## Entries provided
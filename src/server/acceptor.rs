//! Acceptor thread: admission control and round-robin dispatch.
//!
//! ```text
//! listen fd readable
//!      │
//!      ▼
//! accept() until WouldBlock (once when level-triggered)
//!      │
//!      ├── active >= max_connections ──▶ 503 + close
//!      │
//!      └── inbox[next++ % workers].push(stream, peer)
//! ```

use crate::config::ServerConfig;
use crate::connection::ConnectionStats;
use crate::protocol::{Response, StatusCode};
use crate::reactor::{EventFd, Events, Inbox, Interest, PendingAccept, Poller};
use crate::server::ServerError;
use std::io::{self, Write};
use std::net::{SocketAddr, TcpListener, TcpStream};
use std::os::fd::AsRawFd;
use std::sync::atomic::{AtomicBool, Ordering};
use std::sync::Arc;
use tracing::{error, info, trace, warn};

/// Body of the response sent to connections over the ceiling.
pub const BUSY_MESSAGE: &str = "Server Busy!";

/// Owns the listening socket and feeds accepted sockets to the workers.
pub struct Acceptor {
    listener: TcpListener,
    poller: Poller,
    events: Events,
    wakeup: Arc<EventFd>,
    inboxes: Vec<Arc<Inbox>>,
    next: usize,
    config: Arc<ServerConfig>,
    stats: Arc<ConnectionStats>,
    shutdown: Arc<AtomicBool>,
}

impl Acceptor {
    pub fn new(
        listener: TcpListener,
        inboxes: Vec<Arc<Inbox>>,
        wakeup: Arc<EventFd>,
        config: Arc<ServerConfig>,
        stats: Arc<ConnectionStats>,
        shutdown: Arc<AtomicBool>,
    ) -> Result<Self, ServerError> {
        let poller = Poller::new().map_err(ServerError::Poller)?;
        poller
            .register(listener.as_raw_fd(), config.listen_interest())
            .map_err(ServerError::Poller)?;
        poller
            .register(wakeup.as_raw_fd(), Interest::READABLE)
            .map_err(ServerError::Poller)?;

        Ok(Self {
            listener,
            poller,
            events: Events::with_capacity(16),
            wakeup,
            inboxes,
            next: 0,
            config,
            stats,
            shutdown,
        })
    }

    /// Accepts until shutdown. Returns an error only for failures that make
    /// the listening socket unusable.
    pub fn run(mut self) -> Result<(), ServerError> {
        if self.inboxes.is_empty() {
            return Err(ServerError::Spawn(io::Error::new(
                io::ErrorKind::InvalidInput,
                "acceptor needs at least one worker",
            )));
        }
        info!(workers = self.inboxes.len(), "Acceptor started");

        while !self.shutdown.load(Ordering::Acquire) {
            self.poller
                .wait(&mut self.events, None)
                .map_err(ServerError::Poller)?;

            for i in 0..self.events.len() {
                let Some(event) = self.events.get(i) else {
                    break;
                };
                if event.fd() == self.wakeup.as_raw_fd() {
                    self.wakeup.drain().map_err(ServerError::Wakeup)?;
                } else if event.fd() == self.listener.as_raw_fd() {
                    self.accept_burst()?;
                }
            }
        }

        info!("Acceptor stopped");
        Ok(())
    }

    fn accept_burst(&mut self) -> Result<(), ServerError> {
        loop {
            match self.listener.accept() {
                Ok((stream, peer)) => self.admit(stream, peer),
                Err(e) if e.kind() == io::ErrorKind::WouldBlock => break,
                Err(e) if e.kind() == io::ErrorKind::Interrupted => continue,
                Err(e) if e.kind() == io::ErrorKind::ConnectionAborted => {
                    trace!("Connection aborted before accept");
                    continue;
                }
                Err(e) if is_descriptor_exhaustion(&e) => {
                    warn!(error = %e, active = self.stats.active(), "Out of file descriptors, deferring accepts");
                    break;
                }
                Err(e) => {
                    error!(error = %e, "Accept failed");
                    return Err(ServerError::Accept(e));
                }
            }

            if !self.config.edge_triggered {
                break;
            }
        }
        Ok(())
    }

    fn admit(&mut self, stream: TcpStream, peer: SocketAddr) {
        if self.stats.active() as usize >= self.config.max_connections {
            self.stats.connection_rejected();
            warn!(peer = %peer, max = self.config.max_connections, "Connection limit reached, rejecting");
            reject(stream);
            return;
        }

        let worker = self.next;
        self.next = (self.next + 1) % self.inboxes.len();

        self.stats.connection_opened();
        info!(peer = %peer, worker, "Client connected");

        if let Err(e) = self.inboxes[worker].push(PendingAccept { stream, peer }) {
            // Queued but not signalled; picked up on the worker's next wakeup.
            warn!(worker, error = %e, "Failed to wake worker");
        }
    }
}

impl std::fmt::Debug for Acceptor {
    fn fmt(&self, f: &mut std::fmt::Formatter<'_>) -> std::fmt::Result {
        f.debug_struct("Acceptor")
            .field("listener", &self.listener)
            .field("workers", &self.inboxes.len())
            .field("next", &self.next)
            .finish()
    }
}

/// Bytes sent to a connection refused at the ceiling.
pub fn busy_response() -> Vec<u8> {
    let response = Response::new(
        StatusCode::ServiceUnavailable,
        "text/plain",
        bytes::Bytes::from_static(BUSY_MESSAGE.as_bytes()),
        false,
        None,
    );
    let mut head = crate::buffer::ByteBuffer::new();
    response.head.write_to(&mut head);

    let mut out = head.peek().to_vec();
    out.extend_from_slice(&response.body);
    out
}

fn reject(mut stream: TcpStream) {
    if let Err(e) = stream.set_nonblocking(true).and_then(|()| stream.write_all(&busy_response())) {
        trace!(error = %e, "Failed to send busy response");
    }
}

fn is_descriptor_exhaustion(e: &io::Error) -> bool {
    matches!(e.raw_os_error(), Some(libc::EMFILE) | Some(libc::ENFILE))
}

#[cfg(test)]
mod tests {
    use super::*;
    use crate::server::listener;
    use std::io::Read;
    use std::time::Duration;

    #[test]
    fn test_busy_response_format() {
        let text = String::from_utf8(busy_response()).unwrap();
        assert!(text.starts_with("HTTP/1.1 503 Service Unavailable\r\nConnection: close\r\n"));
        assert!(text.contains("Content-Length: 12\r\n"));
        assert!(text.ends_with("\r\n\r\nServer Busy!"));
    }

    #[test]
    fn test_descriptor_exhaustion() {
        assert!(is_descriptor_exhaustion(&io::Error::from_raw_os_error(libc::EMFILE)));
        assert!(is_descriptor_exhaustion(&io::Error::from_raw_os_error(libc::ENFILE)));
        assert!(!is_descriptor_exhaustion(&io::Error::from_raw_os_error(libc::EAGAIN)));
    }

    fn acceptor(max_connections: usize, workers: usize) -> (Acceptor, Vec<Arc<Inbox>>, SocketAddr) {
        let config = Arc::new(ServerConfig {
            host: "127.0.0.1".to_string(),
            port: 0,
            max_connections,
            ..ServerConfig::default()
        });
        let listener = listener::bind(&config).unwrap();
        let addr = listener.local_addr().unwrap();
        let inboxes: Vec<Arc<Inbox>> = (0..workers).map(|_| Arc::new(Inbox::new().unwrap())).collect();
        let acceptor = Acceptor::new(
            listener,
            inboxes.clone(),
            Arc::new(EventFd::new().unwrap()),
            config,
            Arc::new(ConnectionStats::new()),
            Arc::new(AtomicBool::new(false)),
        )
        .unwrap();
        (acceptor, inboxes, addr)
    }

    fn accept_pending(acceptor: &mut Acceptor, expected: usize) {
        for _ in 0..100 {
            acceptor.accept_burst().unwrap();
            let seen = acceptor.stats.connections_accepted.load(Ordering::Relaxed)
                + acceptor.stats.connections_rejected.load(Ordering::Relaxed);
            if seen as usize >= expected {
                return;
            }
            std::thread::sleep(Duration::from_millis(5));
        }
        panic!("connections never arrived");
    }

    #[test]
    fn test_round_robin_dispatch() {
        let (mut acceptor, inboxes, addr) = acceptor(100, 2);
        let _clients: Vec<TcpStream> = (0..4).map(|_| TcpStream::connect(addr).unwrap()).collect();

        accept_pending(&mut acceptor, 4);

        assert_eq!(inboxes[0].len(), 2);
        assert_eq!(inboxes[1].len(), 2);
        assert_eq!(acceptor.stats.active(), 4);
    }

    #[test]
    fn test_ceiling_rejects_with_503() {
        let (mut acceptor, inboxes, addr) = acceptor(1, 1);
        let _first = TcpStream::connect(addr).unwrap();
        accept_pending(&mut acceptor, 1);

        let mut second = TcpStream::connect(addr).unwrap();
        second
            .set_read_timeout(Some(Duration::from_secs(2)))
            .unwrap();
        accept_pending(&mut acceptor, 2);

        let mut response = String::new();
        second.read_to_string(&mut response).unwrap();
        assert!(response.starts_with("HTTP/1.1 503"));
        assert!(response.ends_with(BUSY_MESSAGE));

        assert_eq!(inboxes[0].len(), 1);
        assert_eq!(acceptor.stats.connections_rejected.load(Ordering::Relaxed), 1);
    }
}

## Problem
Copy out every line from the material above in which the word "warn" appears.

## Output
use tracing::{error, info, trace, warn};
                    warn!(error = %e, active = self.stats.active(), "Out of file descriptors, deferring accepts");
            warn!(peer = %peer, max = self.config.max_connections, "Connection limit reached, rejecting");
            warn!(worker, error = %e, "Failed to wake worker");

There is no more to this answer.